The chemical process may be summarized as follows:
- Titanium dioxide (TiO_{2}) absorbs energy (UV radiation) and excites electrons (e-)
TiO_{2} + hν -> TiO_{2} + h+ + e-
- Oxygen existing in the air (O_{2}) reacts with electrons (e-), generating super-oxide ions (O_{2}-)
- Super-oxide ions (O_{2}-) react with hydrogen ions (H+), generating the reactive hydroxyl radicals (OH•)
H_{2}O + h+ -> H+ + OH-
- Nitrogen dioxide (NO_{2}) reacts with the pollutant remover (OH•) and generates nitrate (NO_{3}-), which reacts with the cement surface and is dissolved by water.

Using materials like TioCem, the abatement of NO_{2} could be measured by a test method using the Italian standard UNI 11247, which is being discussed as the basis of a European standard. This method involves test apparatus in which a mixture of air and pollutant flows in a chamber over a test object; the pollutant burden is measured with (and without) exposure to light. A defined level of NO_{2} abatement is guaranteed by the label “TX Active” (plus an initial) and replication of the test results.
Proof of the effective reduction of oxide-of-nitrogen exposure has been furnished under close-to-practical conditions by the PICADA (Photocatalytic Innovative Coverings Applications for Depollution Assessment) Project (supported by the European Union and other studies.

==Applications==
Since the photocatalytic effect is needed only on the surface of a building which is exposed to UV, Tiocem is used primarily in the top layer of a two-layer surface.

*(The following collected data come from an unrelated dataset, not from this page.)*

use crate::alignment::{Aligner, aligner_for};
use crate::api::openai::OpenAiPlanGenerator;
use crate::artifacts;
use crate::beat_planner::plan_beats;
use crate::config::Config;
use crate::ffmpeg::narration_duration_s;
use crate::normalizer::{PlanGenerator, plan_visuals};
use crate::plan::{NarrationSpan, ShotType, VisualPlan};
use crate::prompt_builder::{PromptContext, PromptSpec, build_prompts};
use crate::qa::{Captioner, QaController, QaRecord, QaReport, QaSettings, SimilarityScorer, captioner_for, scorer_for};
use crate::synth::ImageSynthesizer;
use crate::timeline::{Timeline, assemble_timeline};
use crate::{logi, logok};
use anyhow::Result;
use futures::stream::{self, StreamExt};
use reqwest::Client;
use std::path::{Path, PathBuf};
use std::sync::Arc;

#[derive(Debug, Clone, Default)]
pub struct PipelineRequest {
    pub narration: String,
    pub topic: String,
    pub audio_path: Option<PathBuf>,
    /// Known narration length; probed or estimated when absent.
    pub total_duration_s: Option<f64>,
}

/// The external services a run talks to.
pub struct Collaborators {
    pub generator: Option<Arc<dyn PlanGenerator>>,
    pub synthesizer: Arc<dyn ImageSynthesizer>,
    pub captioner: Arc<dyn Captioner>,
    pub scorer: Arc<dyn SimilarityScorer>,
    pub aligner: Box<dyn Aligner>,
}

impl Collaborators {
    /// Providers selected by configuration. `offline` skips the remote plan
    /// generator even when one is configured.
    pub fn from_config(cfg: &Config, client: &Client, synthesizer: Arc<dyn ImageSynthesizer>, offline: bool) -> Self {
        let generator: Option<Arc<dyn PlanGenerator>> = match cfg.openai.as_ref() {
            Some(openai) if !offline && !openai.api_key.is_empty() => Some(Arc::new(OpenAiPlanGenerator::new(
                client.clone(),
                openai.clone(),
                cfg.planner.generator_timeout_secs,
            ))),
            _ => None,
        };
        Self {
            generator,
            synthesizer,
            captioner: captioner_for(&cfg.qa.captioner, client),
            scorer: scorer_for(&cfg.qa.similarity, client),
            aligner: aligner_for(cfg.alignment.source),
        }
    }
}

#[derive(Debug, Clone)]
pub struct PipelineOutput {
    pub plan: VisualPlan,
    pub prompts: Vec<PromptSpec>,
    pub qa: QaReport,
    pub timeline: Timeline,
}

fn narration_window(tokens: &[&str], span: Option<NarrationSpan>, narration: &str) -> String {
    let text = span
        .map(|s| {
            let st = s.start_token.min(tokens.len());
            let et = s.end_token.clamp(st, tokens.len());
            tokens[st..et].join(" ")
        })
        .unwrap_or_default();
    if text.is_empty() { narration.to_string() } else { text }
}

/// Narration in, plan + prompts + QA report + timeline out.
pub async fn run_pipeline(cfg: &Config, request: &PipelineRequest, collab: &Collaborators) -> Result<PipelineOutput> {
    let narration = request.narration.as_str();
    let topic = request.topic.as_str();
    let tokens: Vec<&str> = narration.split_whitespace().collect();

    let total_duration_s = match request.total_duration_s.filter(|d| *d > 0.0) {
        Some(d) => d,
        None => narration_duration_s(request.audio_path.as_deref(), tokens.len(), cfg.planner.words_per_second).await,
    };
    logi(format!(
        "Planning visuals: topic={} words={} duration={:.1}s",
        topic,
        tokens.len(),
        total_duration_s
    ));

    let mut plan = plan_visuals(collab.generator.as_deref(), narration, topic, cfg).await;
    collab.aligner.align(&mut plan.beats, total_duration_s);
    logi(format!("Aligned {} beats with {} aligner", plan.beats.len(), collab.aligner.name()));
    plan_beats(&mut plan, narration, topic, &cfg.planner);

    let prompts = build_prompts(&plan, &PromptContext::from_config(cfg, topic));
    logi(format!("Prompts ready: {}", prompts.len()));

    let controller = QaController::new(
        collab.captioner.clone(),
        collab.scorer.clone(),
        collab.synthesizer.clone(),
        QaSettings::from_config(cfg, topic),
    );
    controller.log_settings();

    let controller = &controller;
    let tokens = &tokens;
    let results: Vec<_> = stream::iter(prompts.iter())
        .map(|spec| async move {
            let window = narration_window(tokens, spec.narration_span, narration);
            controller.run(spec, &window).await
        })
        .buffered(cfg.qa.concurrency.max(1))
        .collect()
        .await;
    let records = results.into_iter().collect::<Result<Vec<QaRecord>, _>>()?;

    let shots: Vec<ShotType> = plan.beats.iter().map(|b| b.shot_type).collect();
    let qa = QaReport::from_records(records, controller.settings().threshold, &shots);
    logok(format!(
        "QA: {}/{} passed, {} recovered after retry, {} failed",
        qa.summary.passed, qa.summary.beats_total, qa.summary.recovered_after_retry, qa.summary.failed_final
    ));

    let audio = request.audio_path.as_ref().map(|p| p.to_string_lossy().into_owned());
    let timeline = assemble_timeline(&plan, &qa.details, audio.as_deref(), total_duration_s);

    Ok(PipelineOutput {
        plan,
        prompts,
        qa,
        timeline,
    })
}

pub async fn write_artifacts(out_dir: &Path, output: &PipelineOutput) -> Result<Vec<PathBuf>> {
    artifacts::write_artifacts(out_dir, &output.plan, &output.prompts, &output.qa, &output.timeline).await
}

#[cfg(test)]
mod tests {
    use super::*;
    use crate::config::CaptionerKind;
    use crate::synth::PlaceholderSynthesizer;

    fn offline(cfg: &Config) -> Collaborators {
        Collaborators::from_config(cfg, &Client::new(), Arc::new(PlaceholderSynthesizer::new("images")), true)
    }

    #[test]
    fn narration_window_falls_back_to_full_text() {
        let tokens = ["a", "b", "c"];
        assert_eq!(narration_window(&tokens, Some(NarrationSpan::new(1, 3)), "a b c"), "b c");
        assert_eq!(narration_window(&tokens, Some(NarrationSpan::new(5, 9)), "a b c"), "a b c");
        assert_eq!(narration_window(&tokens, None, "a b c"), "a b c");
    }

    #[test]
    fn offline_skips_remote_generator() {
        let mut cfg = Config::default();
        cfg.openai = Some(crate::config::OpenAiConfig {
            api_key: "sk-test".to_string(),
            model: "gpt-4o-mini".to_string(),
            base_url: "http://127.0.0.1:9".to_string(),
        });
        cfg.qa.captioner = CaptionerKind::Http {
            endpoint: "http://127.0.0.1:9/caption".to_string(),
        };
        assert!(offline(&cfg).generator.is_none());
        let online = Collaborators::from_config(&cfg, &Client::new(), Arc::new(PlaceholderSynthesizer::new("i")), false);
        assert_eq!(online.generator.map(|g| g.name()), Some("openai"));
        assert_eq!(online.captioner.name(), "http");
    }

    #[tokio::test]
    async fn short_narration_runs_end_to_end() {
        let cfg = Config::default();
        let request = PipelineRequest {
            narration: "The harbor wakes before dawn as ships unload grain and amphorae of wine".to_string(),
            topic: "history".to_string(),
            audio_path: None,
            total_duration_s: Some(30.0),
        };
        let output = run_pipeline(&cfg, &request, &offline(&cfg)).await.unwrap();

        assert!(!output.plan.beats.is_empty());
        assert_eq!(output.qa.summary.beats_total, output.prompts.len());
        assert_eq!(output.timeline.beats.len(), output.plan.beats.len());
        assert!(output.timeline.beats.iter().all(|b| b.image.is_some()));
        assert_eq!(output.timeline.beats[0].start_s, 0.0);
    }
}
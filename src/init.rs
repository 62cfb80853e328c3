use crate::logi;
use anyhow::{Context, Result};
use std::path::Path;
use tokio::fs;

pub const IMAGES_DIR: &str = "images";

/// Creates the run output directory and its image subdirectory.
pub async fn ensure_directories(out_dir: &Path) -> Result<()> {
    for dir in [out_dir.to_path_buf(), out_dir.join(IMAGES_DIR)] {
        if !dir.exists() {
            fs::create_dir_all(&dir)
                .await
                .with_context(|| format!("Failed to create {}", dir.display()))?;
            logi(format!("Created directory: {}", dir.display()));
        }
    }
    Ok(())
}

pub async fn check_ffprobe() -> bool {
    match tokio::process::Command::new("ffprobe")
        .arg("-version")
        .output()
        .await
    {
        Ok(output) => output.status.success(),
        Err(_) => false,
    }
}

#[cfg(test)]
mod tests {
    use super::*;
    use tempfile::TempDir;

    #[tokio::test]
    async fn creates_nested_output_dirs() {
        let dir = TempDir::new().unwrap();
        let out = dir.path().join("runs").join("001");
        ensure_directories(&out).await.unwrap();
        assert!(out.join(IMAGES_DIR).is_dir());
        ensure_directories(&out).await.unwrap();
    }
}
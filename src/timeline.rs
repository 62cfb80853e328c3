use crate::plan::{ShotType, VisualPlan};
use crate::qa::QaRecord;
use serde::{Deserialize, Serialize};
use std::collections::HashMap;

#[derive(Debug, Clone, PartialEq, Serialize, Deserialize)]
pub struct TimelineEntry {
    pub beat_id: String,
    pub start_s: f64,
    pub end_s: f64,
    pub shot_type: ShotType,
    pub seed_group: String,
    pub image: Option<String>,
    pub transition: String,
}

/// Ordered beat to image mapping handed to the renderer.
#[derive(Debug, Clone, PartialEq, Serialize, Deserialize)]
pub struct Timeline {
    pub audio_path: Option<String>,
    pub total_duration_s: f64,
    pub beats: Vec<TimelineEntry>,
}

const DEFAULT_TRANSITION: &str = "cut";

/// Pairs each planned beat with its QA-chosen image. Entries follow plan order
/// and start where the previous one ended.
pub fn assemble_timeline(plan: &VisualPlan, records: &[QaRecord], audio_path: Option<&str>, total_duration_s: f64) -> Timeline {
    let mut images: HashMap<&str, Option<&str>> = HashMap::new();
    for record in records {
        images
            .entry(record.beat_id.as_str())
            .or_insert(record.chosen_image.as_deref());
    }

    let mut cursor = 0.0f64;
    let beats: Vec<TimelineEntry> = plan
        .beats
        .iter()
        .map(|beat| {
            let (start, end) = beat.timing().unwrap_or((cursor, cursor + beat.estimated_duration_s));
            let start = start.max(cursor);
            let end = end.max(start);
            cursor = end;
            TimelineEntry {
                beat_id: beat.id.clone(),
                start_s: start,
                end_s: end,
                shot_type: beat.shot_type,
                seed_group: beat.seed_group.clone(),
                image: images.get(beat.id.as_str()).copied().flatten().map(str::to_string),
                transition: DEFAULT_TRANSITION.to_string(),
            }
        })
        .collect();

    Timeline {
        audio_path: audio_path.map(str::to_string),
        total_duration_s: total_duration_s.max(cursor),
        beats,
    }
}

#[cfg(test)]
mod tests {
    use super::*;
    use crate::plan::{Beat, GlobalStyle, NarrationSpan, SCHEMA_VERSION};
    use crate::qa::{Attempt, QaStatus};

    fn record(beat: &str, image: &str) -> QaRecord {
        QaRecord {
            beat_id: beat.to_string(),
            first_try: Attempt {
                similarity: 0.8,
                image: Some(image.to_string()),
            },
            retry: None,
            final_status: QaStatus::Passed,
            chosen_image: Some(image.to_string()),
        }
    }

    fn plan() -> VisualPlan {
        let beats = [("a", 0.0, 10.0), ("b", 10.0, 18.0), ("c", 17.0, 30.0)]
            .iter()
            .enumerate()
            .map(|(i, (id, s, e))| {
                let mut b = Beat::new(*id, NarrationSpan::new(i, i + 1), ShotType::Insert);
                b.start_s = Some(*s);
                b.end_s = Some(*e);
                b
            })
            .collect();
        VisualPlan {
            schema_version: SCHEMA_VERSION.to_string(),
            global_style: GlobalStyle::for_topic("space"),
            entities: Vec::new(),
            beats,
        }
    }

    #[test]
    fn entries_are_ordered_and_non_overlapping() {
        let records = vec![record("a", "a.png"), record("b", "b.png"), record("b", "late.png")];
        let timeline = assemble_timeline(&plan(), &records, Some("narration.mp3"), 30.0);

        assert_eq!(timeline.beats.len(), 3);
        assert_eq!(timeline.audio_path.as_deref(), Some("narration.mp3"));
        assert_eq!(timeline.beats[1].image.as_deref(), Some("b.png"));
        assert_eq!(timeline.beats[2].image, None);
        assert_eq!(timeline.beats[2].start_s, 18.0);
        for pair in timeline.beats.windows(2) {
            assert!(pair[0].end_s <= pair[1].start_s);
        }
        assert_eq!(timeline.total_duration_s, 30.0);
    }
}
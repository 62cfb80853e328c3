use crate::config::OpenAiConfig;
use crate::error::{PlannerError, PlannerResult};
use crate::normalizer::{PlanGenerator, PlanRequest, extract_json};
use crate::{logi, logw};
use async_trait::async_trait;
use reqwest::Client;
use serde_json::json;
use std::time::Duration;

const MAX_NARRATION_CHARS: usize = 120_000;
const RAW_SNIPPET_CHARS: usize = 800;

fn sanitize_utf8_lossy(input: &str) -> String {
    String::from_utf8_lossy(input.as_bytes()).into_owned()
}

fn trim_copy_utf8_safe(input: &str, max_bytes: usize) -> String {
    if input.len() <= max_bytes {
        return input.to_string();
    }

    let mut cut = max_bytes.min(input.len());
    while cut > 0 && !input.is_char_boundary(cut) {
        cut -= 1;
    }
    input[..cut].to_string()
}

fn openai_extract_output_text(resp_json: &str) -> Option<String> {
    let root: serde_json::Value = serde_json::from_str(resp_json).ok()?;

    if let Some(err) = root.get("error") {
        if let Some(msg) = err.get("message").and_then(|v| v.as_str()) {
            logw(format!("OpenAI error message: {}", msg));
        }
        if let Some(typ) = err.get("type").and_then(|v| v.as_str()) {
            logw(format!("OpenAI error type: {}", typ));
        }
        if let Some(code) = err.get("code").and_then(|v| v.as_str()) {
            logw(format!("OpenAI error code: {}", code));
        }
        return None;
    }

    root.get("output")?
        .as_array()?
        .iter()
        .filter_map(|item| item.get("content").and_then(|v| v.as_array()))
        .flatten()
        .find(|entry| entry.get("type").and_then(|v| v.as_str()) == Some("output_text"))
        .and_then(|entry| entry.get("text").and_then(|v| v.as_str()))
        .map(str::to_string)
}

fn system_prompt() -> &'static str {
    "You are a visual planner for a documentary-style video.\n\
     Return ONLY a single JSON object with keys: schema_version, global_style \
     {topic, style_template_key, aspect_ratio, color_profile, tone}, entities \
     [{id, kind, descriptor}], beats [{id, title, summary, estimated_duration_s, \
     shot_type, narration_span {start_token, end_token}, prompts [{type, prompt}]}].\n\
     Token indices count whitespace-separated words of the narration. Output JSON only."
}

fn user_prompt(request: &PlanRequest) -> String {
    let narration = trim_copy_utf8_safe(&sanitize_utf8_lossy(&request.narration), MAX_NARRATION_CHARS);
    let shots: Vec<&str> = request.shot_types.iter().map(|s| s.as_str()).collect();
    let payload = json!({
        "topic": request.topic,
        "style_template": request.style,
        "beat_target_seconds": request.beat_target_seconds,
        "allowed_shot_types": shots,
        "avoid": request.adapter_negatives,
        "narration_token_count": request.narration.split_whitespace().count(),
        "narration": narration,
    });
    payload.to_string()
}

fn raw_snippet(raw: &str) -> String {
    raw.chars().take(RAW_SNIPPET_CHARS).collect()
}

/// Drafts plans through the OpenAI Responses API in JSON mode.
pub struct OpenAiPlanGenerator {
    client: Client,
    cfg: OpenAiConfig,
    timeout: Duration,
}

impl OpenAiPlanGenerator {
    pub fn new(client: Client, cfg: OpenAiConfig, timeout_secs: u64) -> Self {
        Self {
            client,
            cfg,
            timeout: Duration::from_secs(timeout_secs),
        }
    }
}

#[async_trait]
impl PlanGenerator for OpenAiPlanGenerator {
    fn name(&self) -> &'static str {
        "openai"
    }

    async fn generate(&self, request: &PlanRequest) -> PlannerResult<serde_json::Value> {
        if self.cfg.api_key.is_empty() {
            return Err(PlannerError::GeneratorUnavailable("OpenAI API key missing".to_string()));
        }

        let body = json!({
            "model": self.cfg.model,
            "input": [
                {"role": "system", "content": system_prompt()},
                {"role": "user", "content": user_prompt(request)},
            ],
            "text": {"format": {"type": "json_object"}},
        });

        let url = format!("{}/responses", self.cfg.base_url.trim_end_matches('/'));
        let resp = self
            .client
            .post(&url)
            .bearer_auth(&self.cfg.api_key)
            .json(&body)
            .timeout(self.timeout)
            .send()
            .await?;

        let status = resp.status();
        let raw = resp.text().await.unwrap_or_default();

        if !status.is_success() {
            logw(format!("OpenAI HTTP {}", status.as_u16()));
            if !raw.is_empty() {
                logw(format!("OpenAI raw body: {}", raw_snippet(&raw)));
            }
            return Err(PlannerError::GeneratorUnavailable(format!("HTTP {}", status.as_u16())));
        }

        let Some(out_text) = openai_extract_output_text(&raw) else {
            logw("OpenAI response parse failed.");
            if !raw.is_empty() {
                logw(format!("OpenAI raw body: {}", raw_snippet(&raw)));
            }
            return Err(PlannerError::MalformedPlan("no output_text in response".to_string()));
        };

        let candidate = extract_json(&out_text)?;
        logi(format!("OpenAI plan draft received ({} chars)", out_text.len()));
        Ok(candidate)
    }
}

#[cfg(test)]
mod tests {
    use super::*;
    use crate::config::StyleTemplate;
    use crate::plan::ShotType;

    #[test]
    fn trims_on_char_boundary() {
        assert_eq!(trim_copy_utf8_safe("héllo", 2), "h");
        assert_eq!(trim_copy_utf8_safe("abc", 10), "abc");
    }

    #[test]
    fn extracts_first_output_text() {
        let raw = r#"{"output":[{"type":"reasoning"},{"content":[{"type":"output_text","text":"{\"beats\":[]}"}]}]}"#;
        assert_eq!(openai_extract_output_text(raw).as_deref(), Some("{\"beats\":[]}"));
    }

    #[test]
    fn error_body_yields_none() {
        let raw = r#"{"error":{"message":"bad key","type":"invalid_request_error","code":"invalid_api_key"}}"#;
        assert!(openai_extract_output_text(raw).is_none());
    }

    #[test]
    fn user_prompt_carries_vocabulary() {
        let request = PlanRequest {
            narration: "the fleet sails at dawn".to_string(),
            topic: "history".to_string(),
            style: StyleTemplate::default(),
            beat_target_seconds: [8.0, 12.0],
            shot_types: vec![ShotType::Map, ShotType::Insert],
            adapter_negatives: vec!["crowds".to_string()],
        };
        let payload: serde_json::Value = serde_json::from_str(&user_prompt(&request)).unwrap();
        assert_eq!(payload["allowed_shot_types"], json!(["map", "insert"]));
        assert_eq!(payload["narration_token_count"], json!(5));
    }

    #[tokio::test]
    async fn missing_key_is_unavailable() {
        let cfg = OpenAiConfig {
            api_key: String::new(),
            model: "gpt-4o-mini".to_string(),
            base_url: "http://127.0.0.1:9".to_string(),
        };
        let generator = OpenAiPlanGenerator::new(Client::new(), cfg, 1);
        let request = PlanRequest {
            narration: "x".to_string(),
            topic: "space".to_string(),
            style: StyleTemplate::default(),
            beat_target_seconds: [8.0, 12.0],
            shot_types: Vec::new(),
            adapter_negatives: Vec::new(),
        };
        let err = generator.generate(&request).await.unwrap_err();
        assert!(matches!(err, PlannerError::GeneratorUnavailable(_)));
    }
}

The most effective fields for application are:
- Pavement (stones and slabs)
- Roofing tiles
- Noise and screen barriers
- Facades (wall cladding)
- Rendering (dry mortar/exterior cement plaster)
- Road construction (e.g. whitetopping)

The abatement of NO_{2} varies with changing climatic conditions. Field tests were carried out with pavements in Bergamo, Italy, on the inside walls of a tunnel in Rome and stucco in Stockholm. In all cases, the requirements of TX Active for NO_{2} abatement were met.